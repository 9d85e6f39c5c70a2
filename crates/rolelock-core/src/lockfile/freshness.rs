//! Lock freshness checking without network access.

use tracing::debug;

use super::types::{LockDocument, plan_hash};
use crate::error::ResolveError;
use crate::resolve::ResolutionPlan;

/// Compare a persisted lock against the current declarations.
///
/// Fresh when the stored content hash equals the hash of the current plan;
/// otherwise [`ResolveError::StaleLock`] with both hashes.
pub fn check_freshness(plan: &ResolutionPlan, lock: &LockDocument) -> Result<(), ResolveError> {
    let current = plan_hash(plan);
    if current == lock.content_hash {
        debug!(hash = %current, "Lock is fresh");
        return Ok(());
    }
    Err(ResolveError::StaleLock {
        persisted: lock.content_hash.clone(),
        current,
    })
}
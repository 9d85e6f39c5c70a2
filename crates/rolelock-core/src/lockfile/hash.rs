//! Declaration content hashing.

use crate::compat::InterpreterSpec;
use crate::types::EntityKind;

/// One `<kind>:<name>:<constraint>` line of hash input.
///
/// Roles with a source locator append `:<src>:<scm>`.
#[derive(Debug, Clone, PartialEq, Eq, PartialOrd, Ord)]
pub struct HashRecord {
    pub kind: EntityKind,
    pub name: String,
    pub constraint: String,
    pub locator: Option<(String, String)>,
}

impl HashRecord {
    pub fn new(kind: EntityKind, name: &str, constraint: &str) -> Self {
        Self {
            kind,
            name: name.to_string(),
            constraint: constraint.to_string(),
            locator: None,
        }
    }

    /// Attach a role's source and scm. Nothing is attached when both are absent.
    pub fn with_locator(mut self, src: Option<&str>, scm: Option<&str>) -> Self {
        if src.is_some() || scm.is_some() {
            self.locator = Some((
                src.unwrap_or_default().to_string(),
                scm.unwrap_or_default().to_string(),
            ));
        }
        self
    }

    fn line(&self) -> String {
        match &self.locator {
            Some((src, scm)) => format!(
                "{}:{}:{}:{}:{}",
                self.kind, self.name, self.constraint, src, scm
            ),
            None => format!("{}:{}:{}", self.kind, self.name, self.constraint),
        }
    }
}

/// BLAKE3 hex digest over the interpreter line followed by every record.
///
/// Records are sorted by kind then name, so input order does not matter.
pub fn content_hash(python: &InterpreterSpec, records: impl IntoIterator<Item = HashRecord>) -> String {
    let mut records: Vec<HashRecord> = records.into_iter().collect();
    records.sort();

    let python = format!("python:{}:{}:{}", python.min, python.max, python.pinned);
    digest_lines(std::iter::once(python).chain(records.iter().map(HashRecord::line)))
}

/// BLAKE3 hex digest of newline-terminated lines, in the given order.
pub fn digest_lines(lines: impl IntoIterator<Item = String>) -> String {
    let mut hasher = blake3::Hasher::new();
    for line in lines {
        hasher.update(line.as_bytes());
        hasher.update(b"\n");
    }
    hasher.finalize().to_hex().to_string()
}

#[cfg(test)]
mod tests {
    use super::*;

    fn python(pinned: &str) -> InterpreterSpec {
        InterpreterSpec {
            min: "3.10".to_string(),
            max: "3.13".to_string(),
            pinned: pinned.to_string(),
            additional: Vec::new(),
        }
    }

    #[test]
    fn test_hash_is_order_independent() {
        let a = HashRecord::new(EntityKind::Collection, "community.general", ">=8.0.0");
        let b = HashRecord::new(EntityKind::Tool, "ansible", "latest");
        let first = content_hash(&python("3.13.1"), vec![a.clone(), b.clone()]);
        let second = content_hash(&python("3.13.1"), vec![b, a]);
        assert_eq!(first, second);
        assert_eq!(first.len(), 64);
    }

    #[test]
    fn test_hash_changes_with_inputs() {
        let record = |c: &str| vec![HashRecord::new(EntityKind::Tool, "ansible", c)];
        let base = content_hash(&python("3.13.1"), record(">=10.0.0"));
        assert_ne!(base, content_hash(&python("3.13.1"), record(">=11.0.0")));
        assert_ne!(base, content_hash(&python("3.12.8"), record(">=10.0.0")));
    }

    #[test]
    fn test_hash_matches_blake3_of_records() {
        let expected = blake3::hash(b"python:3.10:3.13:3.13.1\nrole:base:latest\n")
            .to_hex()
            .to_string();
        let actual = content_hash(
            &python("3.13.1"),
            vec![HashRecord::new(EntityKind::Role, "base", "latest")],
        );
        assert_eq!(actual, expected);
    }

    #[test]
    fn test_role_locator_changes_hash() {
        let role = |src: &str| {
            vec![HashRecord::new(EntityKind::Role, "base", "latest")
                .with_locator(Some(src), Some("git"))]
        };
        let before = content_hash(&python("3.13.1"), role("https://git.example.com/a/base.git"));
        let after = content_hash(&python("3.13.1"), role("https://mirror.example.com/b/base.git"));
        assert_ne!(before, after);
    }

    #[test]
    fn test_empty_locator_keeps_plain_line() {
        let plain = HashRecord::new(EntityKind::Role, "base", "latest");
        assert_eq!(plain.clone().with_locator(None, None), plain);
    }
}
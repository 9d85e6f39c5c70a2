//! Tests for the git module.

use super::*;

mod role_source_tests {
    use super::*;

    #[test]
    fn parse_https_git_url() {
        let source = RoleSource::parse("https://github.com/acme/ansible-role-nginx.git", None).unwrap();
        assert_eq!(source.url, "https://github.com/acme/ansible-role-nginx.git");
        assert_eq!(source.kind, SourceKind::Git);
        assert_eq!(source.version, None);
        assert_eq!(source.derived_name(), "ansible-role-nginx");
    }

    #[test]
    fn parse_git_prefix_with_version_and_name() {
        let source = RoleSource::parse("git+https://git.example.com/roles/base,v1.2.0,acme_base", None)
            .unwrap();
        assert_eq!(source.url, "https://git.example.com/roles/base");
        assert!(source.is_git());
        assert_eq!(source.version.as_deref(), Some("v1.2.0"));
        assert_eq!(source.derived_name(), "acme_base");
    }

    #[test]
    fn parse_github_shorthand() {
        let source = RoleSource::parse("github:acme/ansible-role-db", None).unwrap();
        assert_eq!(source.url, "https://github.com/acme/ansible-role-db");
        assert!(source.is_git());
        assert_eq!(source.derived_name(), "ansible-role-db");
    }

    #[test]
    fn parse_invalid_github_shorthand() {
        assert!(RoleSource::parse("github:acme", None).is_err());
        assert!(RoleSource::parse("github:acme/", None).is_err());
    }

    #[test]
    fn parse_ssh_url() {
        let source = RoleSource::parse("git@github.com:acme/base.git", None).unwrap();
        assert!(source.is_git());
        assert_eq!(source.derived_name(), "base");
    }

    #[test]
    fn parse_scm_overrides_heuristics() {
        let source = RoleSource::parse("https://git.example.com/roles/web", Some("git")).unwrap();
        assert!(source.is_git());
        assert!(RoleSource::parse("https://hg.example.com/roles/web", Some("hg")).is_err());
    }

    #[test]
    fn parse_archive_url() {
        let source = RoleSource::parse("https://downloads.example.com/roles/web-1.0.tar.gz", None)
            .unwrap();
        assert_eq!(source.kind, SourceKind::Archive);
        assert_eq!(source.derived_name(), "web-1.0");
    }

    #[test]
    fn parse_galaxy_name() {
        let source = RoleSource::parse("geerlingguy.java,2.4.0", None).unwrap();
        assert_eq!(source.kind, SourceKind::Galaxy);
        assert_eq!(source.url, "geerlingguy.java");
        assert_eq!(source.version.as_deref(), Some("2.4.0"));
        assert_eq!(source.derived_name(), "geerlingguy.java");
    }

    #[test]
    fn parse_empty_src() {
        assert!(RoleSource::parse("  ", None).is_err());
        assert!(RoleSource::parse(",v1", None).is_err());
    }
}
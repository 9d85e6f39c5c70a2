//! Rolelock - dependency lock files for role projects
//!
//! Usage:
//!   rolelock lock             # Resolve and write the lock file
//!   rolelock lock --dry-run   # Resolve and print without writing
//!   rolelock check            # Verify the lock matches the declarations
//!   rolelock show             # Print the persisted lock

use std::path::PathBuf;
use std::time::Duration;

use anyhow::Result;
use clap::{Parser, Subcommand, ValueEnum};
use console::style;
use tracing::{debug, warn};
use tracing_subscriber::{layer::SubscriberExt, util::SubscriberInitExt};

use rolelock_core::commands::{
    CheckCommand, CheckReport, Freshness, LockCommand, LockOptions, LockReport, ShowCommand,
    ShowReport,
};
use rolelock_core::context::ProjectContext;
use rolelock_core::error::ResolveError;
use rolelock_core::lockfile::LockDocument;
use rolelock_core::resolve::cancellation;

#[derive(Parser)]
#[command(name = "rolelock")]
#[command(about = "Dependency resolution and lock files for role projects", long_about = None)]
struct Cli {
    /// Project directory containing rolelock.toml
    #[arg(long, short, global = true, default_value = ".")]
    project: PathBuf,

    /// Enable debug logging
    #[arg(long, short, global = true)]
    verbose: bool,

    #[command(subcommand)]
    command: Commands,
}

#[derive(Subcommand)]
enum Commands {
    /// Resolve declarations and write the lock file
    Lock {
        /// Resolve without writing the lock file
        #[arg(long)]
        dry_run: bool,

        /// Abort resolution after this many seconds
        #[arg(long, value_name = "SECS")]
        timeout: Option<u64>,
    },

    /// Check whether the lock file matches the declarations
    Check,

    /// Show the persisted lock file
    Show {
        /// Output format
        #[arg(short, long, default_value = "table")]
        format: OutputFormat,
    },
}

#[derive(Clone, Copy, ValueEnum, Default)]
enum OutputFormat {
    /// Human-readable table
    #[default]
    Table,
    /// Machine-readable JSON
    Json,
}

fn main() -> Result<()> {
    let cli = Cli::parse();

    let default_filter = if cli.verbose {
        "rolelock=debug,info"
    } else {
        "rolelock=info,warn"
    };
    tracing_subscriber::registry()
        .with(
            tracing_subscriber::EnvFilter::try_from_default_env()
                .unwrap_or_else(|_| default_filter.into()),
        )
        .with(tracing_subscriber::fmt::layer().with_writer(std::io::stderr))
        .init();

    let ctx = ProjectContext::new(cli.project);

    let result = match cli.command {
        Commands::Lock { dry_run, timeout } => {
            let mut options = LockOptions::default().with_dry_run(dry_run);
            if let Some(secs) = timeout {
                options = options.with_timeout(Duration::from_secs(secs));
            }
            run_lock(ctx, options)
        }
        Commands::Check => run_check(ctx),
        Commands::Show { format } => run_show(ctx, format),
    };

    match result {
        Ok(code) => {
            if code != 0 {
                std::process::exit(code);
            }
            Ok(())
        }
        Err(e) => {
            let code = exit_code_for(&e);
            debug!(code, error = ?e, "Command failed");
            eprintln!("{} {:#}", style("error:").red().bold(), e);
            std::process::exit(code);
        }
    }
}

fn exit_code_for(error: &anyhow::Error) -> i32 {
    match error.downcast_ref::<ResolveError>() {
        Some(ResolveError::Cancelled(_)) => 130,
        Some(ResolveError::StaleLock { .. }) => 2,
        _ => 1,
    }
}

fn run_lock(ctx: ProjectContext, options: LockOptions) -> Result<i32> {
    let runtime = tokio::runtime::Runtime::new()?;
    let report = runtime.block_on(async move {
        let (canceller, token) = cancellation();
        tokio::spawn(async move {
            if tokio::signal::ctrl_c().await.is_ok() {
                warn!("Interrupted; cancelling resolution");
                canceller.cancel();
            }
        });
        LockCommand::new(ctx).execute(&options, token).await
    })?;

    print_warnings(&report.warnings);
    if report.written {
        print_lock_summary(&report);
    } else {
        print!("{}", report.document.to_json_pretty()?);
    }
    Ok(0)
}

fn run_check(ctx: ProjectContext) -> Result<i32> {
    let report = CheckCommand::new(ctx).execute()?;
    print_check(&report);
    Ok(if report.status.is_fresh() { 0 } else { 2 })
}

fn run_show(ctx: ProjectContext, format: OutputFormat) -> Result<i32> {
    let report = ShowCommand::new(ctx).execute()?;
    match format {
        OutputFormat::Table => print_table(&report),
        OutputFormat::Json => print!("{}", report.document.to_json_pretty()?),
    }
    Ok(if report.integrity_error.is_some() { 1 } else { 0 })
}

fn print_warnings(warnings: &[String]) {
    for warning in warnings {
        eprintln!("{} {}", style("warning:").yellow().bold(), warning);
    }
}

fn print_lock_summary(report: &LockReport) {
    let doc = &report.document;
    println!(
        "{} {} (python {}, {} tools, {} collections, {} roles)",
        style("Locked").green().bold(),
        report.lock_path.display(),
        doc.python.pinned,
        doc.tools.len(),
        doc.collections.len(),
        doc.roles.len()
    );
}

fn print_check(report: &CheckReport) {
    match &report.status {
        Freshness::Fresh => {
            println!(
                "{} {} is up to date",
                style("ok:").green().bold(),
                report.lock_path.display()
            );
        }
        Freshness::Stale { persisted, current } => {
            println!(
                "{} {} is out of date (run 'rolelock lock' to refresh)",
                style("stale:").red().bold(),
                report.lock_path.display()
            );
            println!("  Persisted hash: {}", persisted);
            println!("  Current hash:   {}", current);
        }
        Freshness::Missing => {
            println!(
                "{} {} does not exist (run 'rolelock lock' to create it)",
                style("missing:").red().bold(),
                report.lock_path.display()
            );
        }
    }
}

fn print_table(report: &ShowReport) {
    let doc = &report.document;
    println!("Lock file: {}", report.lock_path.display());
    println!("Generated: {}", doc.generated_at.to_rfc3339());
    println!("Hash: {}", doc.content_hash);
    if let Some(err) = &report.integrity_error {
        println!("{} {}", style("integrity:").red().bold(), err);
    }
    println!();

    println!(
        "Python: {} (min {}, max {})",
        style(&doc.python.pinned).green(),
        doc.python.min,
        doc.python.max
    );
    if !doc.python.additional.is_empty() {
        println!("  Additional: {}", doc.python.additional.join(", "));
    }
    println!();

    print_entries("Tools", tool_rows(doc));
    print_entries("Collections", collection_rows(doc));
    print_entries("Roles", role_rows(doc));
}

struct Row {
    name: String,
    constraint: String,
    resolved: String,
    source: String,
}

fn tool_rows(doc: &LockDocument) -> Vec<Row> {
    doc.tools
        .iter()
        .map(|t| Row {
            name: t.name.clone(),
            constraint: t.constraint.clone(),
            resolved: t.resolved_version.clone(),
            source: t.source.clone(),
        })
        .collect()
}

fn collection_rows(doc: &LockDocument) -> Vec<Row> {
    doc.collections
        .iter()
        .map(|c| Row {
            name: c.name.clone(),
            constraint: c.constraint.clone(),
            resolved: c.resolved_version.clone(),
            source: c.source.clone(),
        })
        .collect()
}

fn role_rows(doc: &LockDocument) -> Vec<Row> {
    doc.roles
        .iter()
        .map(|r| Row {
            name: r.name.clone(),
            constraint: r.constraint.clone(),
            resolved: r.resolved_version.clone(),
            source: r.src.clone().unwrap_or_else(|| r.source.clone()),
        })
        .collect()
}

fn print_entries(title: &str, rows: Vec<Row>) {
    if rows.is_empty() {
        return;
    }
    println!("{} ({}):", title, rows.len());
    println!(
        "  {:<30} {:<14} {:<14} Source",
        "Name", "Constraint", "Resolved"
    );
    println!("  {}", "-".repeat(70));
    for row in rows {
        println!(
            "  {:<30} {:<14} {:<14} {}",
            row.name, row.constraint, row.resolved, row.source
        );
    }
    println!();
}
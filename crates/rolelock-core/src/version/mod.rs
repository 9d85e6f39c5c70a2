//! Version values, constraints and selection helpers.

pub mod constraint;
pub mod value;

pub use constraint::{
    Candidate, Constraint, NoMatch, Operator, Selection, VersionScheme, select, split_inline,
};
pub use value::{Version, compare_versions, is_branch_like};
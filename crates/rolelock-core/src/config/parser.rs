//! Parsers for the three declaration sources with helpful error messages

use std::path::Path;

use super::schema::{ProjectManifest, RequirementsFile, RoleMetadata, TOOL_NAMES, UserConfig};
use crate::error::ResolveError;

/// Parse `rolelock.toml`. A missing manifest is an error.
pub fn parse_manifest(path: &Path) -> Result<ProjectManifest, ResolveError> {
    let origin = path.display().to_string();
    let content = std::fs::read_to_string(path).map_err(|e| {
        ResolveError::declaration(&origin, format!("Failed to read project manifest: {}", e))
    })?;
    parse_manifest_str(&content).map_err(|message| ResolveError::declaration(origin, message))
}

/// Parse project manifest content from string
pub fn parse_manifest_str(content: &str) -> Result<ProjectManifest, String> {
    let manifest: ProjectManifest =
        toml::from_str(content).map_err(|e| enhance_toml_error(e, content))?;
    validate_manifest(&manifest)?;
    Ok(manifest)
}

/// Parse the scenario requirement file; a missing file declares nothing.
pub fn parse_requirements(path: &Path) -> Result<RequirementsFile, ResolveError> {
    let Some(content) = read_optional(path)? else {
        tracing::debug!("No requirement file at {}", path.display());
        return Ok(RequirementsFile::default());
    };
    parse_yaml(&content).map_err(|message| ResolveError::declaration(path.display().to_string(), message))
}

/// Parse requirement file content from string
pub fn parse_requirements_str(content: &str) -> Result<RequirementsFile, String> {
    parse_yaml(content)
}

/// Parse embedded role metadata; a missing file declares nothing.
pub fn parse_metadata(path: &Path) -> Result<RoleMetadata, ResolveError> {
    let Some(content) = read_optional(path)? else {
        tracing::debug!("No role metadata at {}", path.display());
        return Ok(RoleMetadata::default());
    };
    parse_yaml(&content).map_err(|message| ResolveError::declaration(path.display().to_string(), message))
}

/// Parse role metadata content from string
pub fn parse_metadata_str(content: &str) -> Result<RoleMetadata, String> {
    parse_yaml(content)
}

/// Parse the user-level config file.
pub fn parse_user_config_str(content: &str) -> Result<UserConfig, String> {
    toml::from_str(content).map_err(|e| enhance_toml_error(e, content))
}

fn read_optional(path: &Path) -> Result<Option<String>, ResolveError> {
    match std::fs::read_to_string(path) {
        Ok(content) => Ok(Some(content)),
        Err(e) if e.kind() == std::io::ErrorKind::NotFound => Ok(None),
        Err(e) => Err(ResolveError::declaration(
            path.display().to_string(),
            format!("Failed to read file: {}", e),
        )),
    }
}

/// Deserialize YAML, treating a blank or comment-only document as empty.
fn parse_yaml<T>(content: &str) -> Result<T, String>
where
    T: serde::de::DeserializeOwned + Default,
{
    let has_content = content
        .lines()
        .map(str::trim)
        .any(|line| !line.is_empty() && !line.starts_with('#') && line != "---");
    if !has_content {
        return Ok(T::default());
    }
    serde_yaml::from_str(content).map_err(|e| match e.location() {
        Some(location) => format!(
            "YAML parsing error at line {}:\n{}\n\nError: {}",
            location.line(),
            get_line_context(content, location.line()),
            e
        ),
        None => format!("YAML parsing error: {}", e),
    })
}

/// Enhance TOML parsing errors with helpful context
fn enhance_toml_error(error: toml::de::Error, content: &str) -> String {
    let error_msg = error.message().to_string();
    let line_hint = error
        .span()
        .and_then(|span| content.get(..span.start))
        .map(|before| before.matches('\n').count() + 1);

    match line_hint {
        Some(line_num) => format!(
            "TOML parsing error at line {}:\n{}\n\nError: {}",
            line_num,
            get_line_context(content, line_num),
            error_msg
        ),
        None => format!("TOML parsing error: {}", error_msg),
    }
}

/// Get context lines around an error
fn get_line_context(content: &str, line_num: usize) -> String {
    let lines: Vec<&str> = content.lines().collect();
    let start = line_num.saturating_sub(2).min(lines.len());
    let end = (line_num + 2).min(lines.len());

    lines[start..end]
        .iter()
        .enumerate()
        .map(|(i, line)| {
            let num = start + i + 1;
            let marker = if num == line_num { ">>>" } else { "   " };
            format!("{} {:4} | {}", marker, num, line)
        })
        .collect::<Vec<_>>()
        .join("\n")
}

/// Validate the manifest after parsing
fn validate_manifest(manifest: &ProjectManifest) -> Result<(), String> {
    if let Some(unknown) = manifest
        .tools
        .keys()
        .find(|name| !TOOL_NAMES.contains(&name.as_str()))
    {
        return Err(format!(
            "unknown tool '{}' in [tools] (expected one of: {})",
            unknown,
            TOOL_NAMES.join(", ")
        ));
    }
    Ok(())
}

WHAT TO PRODUCE: In the data above, find each line that has the word "Duration" and copy it out.

TASK RESULT:
use std::time::Duration;
                options = options.with_timeout(Duration::from_secs(secs));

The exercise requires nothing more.